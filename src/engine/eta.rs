use std::time::Duration;

use serde::Serialize;
use tokio::time::timeout;
use tracing::warn;
use uuid::Uuid;

use crate::error::AppError;
use crate::geo::{haversine_km, travel_minutes};
use crate::models::courier::GeoPoint;
use crate::models::delivery::DeliveryStatus;
use crate::state::AppState;

#[derive(Debug, Clone, Copy, Serialize, PartialEq, Eq)]
#[serde(rename_all = "snake_case")]
pub enum Destination {
    Restaurant,
    Customer,
}

/// ETA answers are values, not errors: a courier without a single position
/// fix is an expected situation, not a failure.
#[derive(Debug, Clone, Serialize)]
#[serde(tag = "result", rename_all = "snake_case")]
pub enum EtaResult {
    NoLocation,
    Completed {
        status: DeliveryStatus,
    },
    Estimate {
        destination: Destination,
        distance_km: f64,
        duration_minutes: f64,
        polyline: Option<String>,
        /// True when the routing provider was skipped or failed and the
        /// figure is a straight-line approximation.
        degraded: bool,
    },
}

pub async fn get_eta(state: &AppState, delivery_id: Uuid) -> Result<EtaResult, AppError> {
    // Snapshot under the guard, then drop it: provider calls must not hold
    // map locks across await points.
    let (status, origin, pickup, dropoff) = {
        let delivery = state
            .deliveries
            .get(&delivery_id)
            .ok_or_else(|| AppError::NotFound(format!("delivery {delivery_id} not found")))?;

        let origin = delivery.current_location.or_else(|| {
            delivery
                .courier
                .courier_id()
                .and_then(|id| state.couriers.get(&id))
                .and_then(|courier| courier.current_location)
        });

        (
            delivery.status,
            origin,
            delivery.pickup_location,
            delivery.delivery_location,
        )
    };

    if status.is_terminal() {
        return Ok(EtaResult::Completed { status });
    }

    let Some(origin_fix) = origin else {
        return Ok(EtaResult::NoLocation);
    };
    let origin = origin_fix.point();

    let (destination, target) = if status.is_past_pickup() {
        (Destination::Customer, dropoff)
    } else {
        (Destination::Restaurant, pickup)
    };

    let mut estimate = route_or_fallback(state, origin, target).await;

    // Food is still on the pass while the courier is inbound.
    if destination == Destination::Restaurant {
        estimate.duration_minutes += state.config.prep_buffer_minutes;
    }

    Ok(EtaResult::Estimate {
        destination,
        distance_km: estimate.distance_km,
        duration_minutes: estimate.duration_minutes,
        polyline: estimate.polyline,
        degraded: estimate.degraded,
    })
}

struct Estimate {
    distance_km: f64,
    duration_minutes: f64,
    polyline: Option<String>,
    degraded: bool,
}

async fn route_or_fallback(state: &AppState, origin: GeoPoint, target: GeoPoint) -> Estimate {
    if let Some(routing) = &state.routing {
        let deadline = Duration::from_millis(state.config.routing_timeout_ms);
        match timeout(deadline, routing.route(origin, target)).await {
            Ok(Ok(route)) => {
                return Estimate {
                    distance_km: route.distance_km,
                    duration_minutes: route.duration_minutes,
                    polyline: route.polyline,
                    degraded: false,
                };
            }
            Ok(Err(err)) => {
                warn!(error = %err, "routing provider failed, using straight-line estimate");
            }
            Err(_) => {
                warn!(
                    timeout_ms = state.config.routing_timeout_ms,
                    "routing provider timed out, using straight-line estimate"
                );
            }
        }
    }

    state.metrics.eta_degraded_total.inc();
    let distance_km = haversine_km(&origin, &target);
    Estimate {
        distance_km,
        duration_minutes: travel_minutes(distance_km, state.config.fallback_speed_kmh),
        polyline: None,
        degraded: true,
    }
}

#[cfg(test)]
mod tests {
    use std::sync::Arc;

    use super::{Destination, EtaResult, get_eta};
    use crate::config::Config;
    use crate::engine::test_support::{
        berlin, berlin_nearby, force_status, seed_courier, seed_delivery, test_state,
    };
    use crate::models::delivery::DeliveryStatus;
    use crate::providers::payments::SimulatedProcessor;
    use crate::providers::routing::{FailingRouting, SimulatedRouting};
    use crate::state::AppState;

    #[tokio::test]
    async fn no_position_yields_no_location_not_an_error() {
        let state = test_state();
        let delivery_id = seed_delivery(&state, berlin(), berlin_nearby());

        let result = get_eta(&state, delivery_id).await.unwrap();
        assert!(matches!(result, EtaResult::NoLocation));
    }

    #[tokio::test]
    async fn inbound_courier_gets_restaurant_target_with_prep_buffer() {
        let state = test_state();
        let courier_id = seed_courier(&state, 52.50, 13.39);
        let delivery_id = seed_delivery(&state, berlin(), berlin_nearby());
        force_status(&state, delivery_id, courier_id, DeliveryStatus::Accepted);

        {
            let mut delivery = state.deliveries.get_mut(&delivery_id).unwrap();
            delivery.current_location = state.couriers.get(&courier_id).unwrap().current_location;
        }

        match get_eta(&state, delivery_id).await.unwrap() {
            EtaResult::Estimate {
                destination,
                duration_minutes,
                degraded,
                ..
            } => {
                assert_eq!(destination, Destination::Restaurant);
                assert!(degraded, "no provider wired, must degrade");
                // Straight-line leg is ~2.3 km at 25 km/h plus the 5 min buffer.
                assert!(duration_minutes > 5.0);
            }
            other => panic!("expected estimate, got {other:?}"),
        }
    }

    #[tokio::test]
    async fn after_pickup_destination_switches_to_customer() {
        let state = test_state();
        let courier_id = seed_courier(&state, 52.52, 13.405);
        let delivery_id = seed_delivery(&state, berlin(), berlin_nearby());
        force_status(&state, delivery_id, courier_id, DeliveryStatus::InTransit);

        match get_eta(&state, delivery_id).await.unwrap() {
            EtaResult::Estimate { destination, .. } => {
                assert_eq!(destination, Destination::Customer);
            }
            other => panic!("expected estimate, got {other:?}"),
        }
    }

    #[tokio::test]
    async fn provider_failure_degrades_instead_of_erroring() {
        let state = AppState::new(
            Config::default(),
            Some(Arc::new(FailingRouting)),
            Arc::new(SimulatedProcessor),
        );
        let courier_id = seed_courier(&state, 52.52, 13.405);
        let delivery_id = seed_delivery(&state, berlin(), berlin_nearby());
        force_status(&state, delivery_id, courier_id, DeliveryStatus::InTransit);

        match get_eta(&state, delivery_id).await.unwrap() {
            EtaResult::Estimate { degraded, .. } => assert!(degraded),
            other => panic!("expected estimate, got {other:?}"),
        }
    }

    #[tokio::test]
    async fn healthy_provider_is_not_degraded() {
        let state = AppState::new(
            Config::default(),
            Some(Arc::new(SimulatedRouting {
                road_speed_kmh: 30.0,
            })),
            Arc::new(SimulatedProcessor),
        );
        let courier_id = seed_courier(&state, 52.52, 13.405);
        let delivery_id = seed_delivery(&state, berlin(), berlin_nearby());
        force_status(&state, delivery_id, courier_id, DeliveryStatus::InTransit);

        match get_eta(&state, delivery_id).await.unwrap() {
            EtaResult::Estimate { degraded, .. } => assert!(!degraded),
            other => panic!("expected estimate, got {other:?}"),
        }
    }

    #[tokio::test]
    async fn terminal_delivery_reports_completed() {
        let state = test_state();
        let courier_id = seed_courier(&state, 52.52, 13.405);
        let delivery_id = seed_delivery(&state, berlin(), berlin_nearby());
        force_status(&state, delivery_id, courier_id, DeliveryStatus::Delivered);

        match get_eta(&state, delivery_id).await.unwrap() {
            EtaResult::Completed { status } => assert_eq!(status, DeliveryStatus::Delivered),
            other => panic!("expected completed, got {other:?}"),
        }
    }
}
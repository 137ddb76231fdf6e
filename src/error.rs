use axum::Json;
use axum::http::StatusCode;
use axum::response::{IntoResponse, Response};
use serde_json::json;
use thiserror::Error;

#[derive(Debug, Error)]
pub enum AppError {
    #[error("not found: {0}")]
    NotFound(String),

    #[error("validation: {0}")]
    Validation(String),

    #[error("conflict: {0}")]
    Conflict(String),

    #[error("forbidden: {0}")]
    Forbidden(String),

    #[error("no couriers available")]
    NoCourierAvailable,

    #[error("upstream {provider} failed: {message}")]
    Upstream { provider: String, message: String },

    #[error("internal error: {0}")]
    Internal(String),
}

impl IntoResponse for AppError {
    fn into_response(self) -> Response {
        let (status, message) = match &self {
            AppError::NotFound(msg) => (StatusCode::NOT_FOUND, msg.clone()),
            AppError::Validation(msg) => (StatusCode::BAD_REQUEST, msg.clone()),
            AppError::Conflict(msg) => (StatusCode::CONFLICT, msg.clone()),
            AppError::Forbidden(msg) => (StatusCode::FORBIDDEN, msg.clone()),
            AppError::NoCourierAvailable => (
                StatusCode::SERVICE_UNAVAILABLE,
                "no couriers available".to_string(),
            ),
            AppError::Upstream { provider, .. } => (
                StatusCode::BAD_GATEWAY,
                format!("{provider} is unavailable"),
            ),
            // Unexpected failures are logged with detail but answered generically.
            AppError::Internal(msg) => {
                tracing::error!(error = %msg, "internal error");
                (
                    StatusCode::INTERNAL_SERVER_ERROR,
                    "internal error".to_string(),
                )
            }
        };

        let body = Json(json!({
            "error": message
        }));

        (status, body).into_response()
    }
}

********************

# TASK
How many lines in the records above contain the word "crate"? State that number and nothing more.

# TASK ANSWER
11